→ Task requirements: Count each line below that has the word "matches" in it, and give only the total.

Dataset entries
------------------------------------------------------------------------

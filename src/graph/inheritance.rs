//! Inheritance resolver.
//!
//! Copies ancestor members into descendant types, respecting shadowing:
//! direct declarations and earlier superclasses always win over later
//! superclasses (first-applicable-ancestor-wins, mirroring the resolution
//! order of the scripting languages these dumps describe).
//!
//! Traversal is depth-first with a global visited set keyed by container
//! identity, so every type is processed at most once regardless of how many
//! subclasses reference it. A cycle in the super-type graph simply means
//! traversal does not re-descend into an already-visited node.

use rustc_hash::{FxHashMap, FxHashSet};
use tracing::trace;

use crate::model::{Container, ContainerId, SymbolRef};

/// Resolve inheritance for every Type container, mutating member maps in
/// place. Superclass names that do not resolve to any known container are
/// silently ignored (external base types with no documentation entry).
pub(crate) fn resolve(
    containers: &mut [Container],
    container_index: &FxHashMap<String, ContainerId>,
) {
    let mut visited = FxHashSet::default();

    for index in 0..containers.len() {
        if containers[index].is_type() {
            resolve_type(containers, container_index, &mut visited, ContainerId::new(index));
        }
    }
}

fn resolve_type(
    containers: &mut [Container],
    container_index: &FxHashMap<String, ContainerId>,
    visited: &mut FxHashSet<ContainerId>,
    id: ContainerId,
) {
    if !visited.insert(id) {
        return;
    }

    // Declared order matters: earlier superclasses shadow later ones.
    let super_names = containers[id.index()].super_names().to_vec();

    for super_name in super_names {
        let Some(&super_id) = container_index.get(&super_name) else {
            trace!(
                "ignoring unresolved supertype '{}' of '{}'",
                super_name,
                containers[id.index()].longname()
            );
            continue;
        };
        if !containers[super_id.index()].is_type() {
            continue;
        }

        // The superclass must be fully resolved before its members are
        // copied down, so the subclass sees the whole transitive closure.
        resolve_type(containers, container_index, visited, super_id);

        let inherited: Vec<(String, SymbolRef)> = containers[super_id.index()]
            .members()
            .iter()
            .map(|(name, symbol)| (name.clone(), *symbol))
            .collect();

        let sub_members = containers[id.index()].members_mut();
        for (name, symbol) in inherited {
            sub_members.entry(name).or_insert(symbol);
        }
    }
}
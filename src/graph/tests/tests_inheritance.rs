#![allow(clippy::unwrap_used)]
use serde_json::json;

use super::rec;
use crate::graph::DocModel;
use crate::model::SymbolRef;
use crate::record::RawRecord;

fn class(longname: &str, augments: &[&str]) -> RawRecord {
    rec(json!({
        "kind": "class",
        "longname": longname,
        "name": longname.rsplit('.').next().unwrap(),
        "augments": augments
    }))
}

fn property(container: &str, name: &str, help: &str) -> RawRecord {
    rec(json!({
        "kind": "member",
        "longname": format!("{container}.{name}"),
        "name": name,
        "memberof": container,
        "description": help
    }))
}

#[test]
fn test_transitive_closure_through_chain() {
    let model = DocModel::from_records(&[
        class("T1", &["T2"]),
        class("T2", &["T3"]),
        class("T3", &[]),
        property("T3", "base", "from T3"),
        property("T2", "mid", "from T2"),
    ]);

    let t1 = model.get_type("T1").unwrap();
    assert!(t1.members().contains_key("base"));
    assert!(t1.members().contains_key("mid"));

    // inherited entries share the single member instance
    let in_t1 = *t1.members().get("base").unwrap();
    let in_t3 = *model.get_type("T3").unwrap().members().get("base").unwrap();
    assert_eq!(in_t1, in_t3);
}

#[test]
fn test_direct_declaration_never_overwritten() {
    let model = DocModel::from_records(&[
        class("Sub", &["Base"]),
        class("Base", &[]),
        property("Sub", "x", "sub help"),
        property("Base", "x", "base help"),
    ]);

    let sub = model.get_type("Sub").unwrap();
    let Some(&SymbolRef::Member(id)) = sub.members().get("x") else {
        panic!("member missing");
    };
    assert_eq!(model.member_by_id(id).unwrap().help(), "sub help");
    assert_eq!(model.member_help("Sub.x"), "sub help");
}

#[test]
fn test_earlier_superclass_wins_in_diamond() {
    let model = DocModel::from_records(&[
        class("D", &["B", "C"]),
        class("B", &["A"]),
        class("C", &["A"]),
        class("A", &[]),
        property("A", "root", "from A"),
        property("B", "pick", "from B"),
        property("C", "pick", "from C"),
    ]);

    let d = model.get_type("D").unwrap();
    assert!(d.members().contains_key("root"));

    let Some(&SymbolRef::Member(id)) = d.members().get("pick") else {
        panic!("member missing");
    };
    assert_eq!(model.member_by_id(id).unwrap().help(), "from B");
}

#[test]
fn test_cycle_terminates_with_union_of_direct_members() {
    let model = DocModel::from_records(&[
        class("T1", &["T2"]),
        class("T2", &["T1"]),
        property("T1", "one", "from T1"),
        property("T2", "two", "from T2"),
    ]);

    let t1 = model.get_type("T1").unwrap();
    let t2 = model.get_type("T2").unwrap();

    // both end up with the union; the guard just stops re-descent
    assert!(t1.members().contains_key("one"));
    assert!(t1.members().contains_key("two"));
    assert!(t2.members().contains_key("one"));
    assert!(t2.members().contains_key("two"));
}

#[test]
fn test_unresolved_supertype_is_ignored() {
    let model = DocModel::from_records(&[
        class("Sub", &["HostEnvironmentBase", "Base"]),
        class("Base", &[]),
        property("Base", "y", "from Base"),
    ]);

    let sub = model.get_type("Sub").unwrap();
    assert!(sub.members().contains_key("y"));
}

#[test]
fn test_namespace_supertype_is_skipped() {
    let model = DocModel::from_records(&[
        rec(json!({ "kind": "namespace", "longname": "NS", "name": "NS" })),
        class("Sub", &["NS"]),
        property("NS", "loose", "namespace member"),
    ]);

    // a namespace cannot contribute inherited members
    let sub = model.get_type("Sub").unwrap();
    assert!(!sub.members().contains_key("loose"));
}
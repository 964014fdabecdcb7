use indexmap::IndexMap;

use super::member::{Argument, MemberId, SourceMeta, SymbolRef};

/// Unique identifier for a container in the arena.
#[derive(Debug, Clone, Copy, PartialEq, Eq, Hash)]
pub struct ContainerId(pub u32);

impl ContainerId {
    /// Create a new ContainerId from an index
    pub fn new(index: usize) -> Self {
        Self(index as u32)
    }

    /// Get the index into the arena
    pub fn index(self) -> usize {
        self.0 as usize
    }
}

/// Per-kind ordered member lists, materialized by the finalize pass once
/// the member map (including inherited entries) is complete.
#[derive(Debug, Clone, Default, PartialEq)]
pub struct MemberLists {
    pub constants: Vec<MemberId>,
    pub properties: Vec<MemberId>,
    pub methods: Vec<MemberId>,
}

/// A named, documented grouping of members.
///
/// The member map is keyed by short member name. An entry for a given name
/// is only ever set once directly (first writer wins); inheritance
/// resolution may later extend the map but never overwrites a
/// directly-declared member.
#[derive(Debug, Clone, PartialEq)]
pub enum Container {
    Namespace {
        longname: String,
        name: String,
        help: String,
        memberof: Option<String>,
        meta: SourceMeta,
        members: IndexMap<String, SymbolRef>,
        lists: MemberLists,
    },
    Type {
        longname: String,
        name: String,
        help: String,
        memberof: Option<String>,
        meta: SourceMeta,
        members: IndexMap<String, SymbolRef>,
        lists: MemberLists,
        /// Declared superclass longnames, in order. May reference unknown
        /// or external names, which inheritance resolution ignores.
        super_names: Vec<String>,
        constructor_args: Vec<Argument>,
        is_enum: bool,
        /// Element types applied to enum constants that omit their own.
        enum_element_types: Vec<String>,
    },
}

impl Container {
    /// Returns the globally unique longname of this container
    pub fn longname(&self) -> &str {
        match self {
            Container::Namespace { longname, .. } | Container::Type { longname, .. } => longname,
        }
    }

    /// Returns the short name of this container
    pub fn name(&self) -> &str {
        match self {
            Container::Namespace { name, .. } | Container::Type { name, .. } => name,
        }
    }

    pub fn help(&self) -> &str {
        match self {
            Container::Namespace { help, .. } | Container::Type { help, .. } => help,
        }
    }

    /// Declared parent-container longname from the raw record, if any.
    pub fn memberof(&self) -> Option<&str> {
        match self {
            Container::Namespace { memberof, .. } | Container::Type { memberof, .. } => {
                memberof.as_deref()
            }
        }
    }

    pub fn meta(&self) -> &SourceMeta {
        match self {
            Container::Namespace { meta, .. } | Container::Type { meta, .. } => meta,
        }
    }

    /// Member map keyed by short member name
    pub fn members(&self) -> &IndexMap<String, SymbolRef> {
        match self {
            Container::Namespace { members, .. } | Container::Type { members, .. } => members,
        }
    }

    pub(crate) fn members_mut(&mut self) -> &mut IndexMap<String, SymbolRef> {
        match self {
            Container::Namespace { members, .. } | Container::Type { members, .. } => members,
        }
    }

    /// Finalized per-kind member lists
    pub fn lists(&self) -> &MemberLists {
        match self {
            Container::Namespace { lists, .. } | Container::Type { lists, .. } => lists,
        }
    }

    pub(crate) fn set_lists(&mut self, new_lists: MemberLists) {
        match self {
            Container::Namespace { lists, .. } | Container::Type { lists, .. } => {
                *lists = new_lists
            }
        }
    }

    pub fn is_type(&self) -> bool {
        matches!(self, Container::Type { .. })
    }

    pub fn is_enum(&self) -> bool {
        matches!(self, Container::Type { is_enum: true, .. })
    }

    /// Declared superclass longnames; empty for namespaces.
    pub fn super_names(&self) -> &[String] {
        match self {
            Container::Type { super_names, .. } => super_names,
            Container::Namespace { .. } => &[],
        }
    }

    /// Constructor arguments; empty for namespaces.
    pub fn constructor_args(&self) -> &[Argument] {
        match self {
            Container::Type {
                constructor_args, ..
            } => constructor_args,
            Container::Namespace { .. } => &[],
        }
    }

    /// Element types used when an enum constant omits its own type.
    pub fn enum_element_types(&self) -> &[String] {
        match self {
            Container::Type {
                enum_element_types, ..
            } => enum_element_types,
            Container::Namespace { .. } => &[],
        }
    }
}
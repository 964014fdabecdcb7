//! # Graph Construction and Queries
//!
//! Turns a flat sequence of raw doc records into the cross-linked symbol
//! graph, then serves read-only lookups over it.
//!
//! Construction is single-threaded and runs to completion before any query
//! is served; the finished [`DocModel`] is immutable and safe for
//! concurrent reads. [`DocModelCell`] gives callers a build-once handle so
//! concurrent first-callers coordinate on a single build.

mod builder;
mod inheritance;
mod loader;
mod model;

pub use loader::DocModelCell;
pub use model::{DocModel, NO_HELP, SourceLocation};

------------------------------------------------------------------------

→ Response area: 2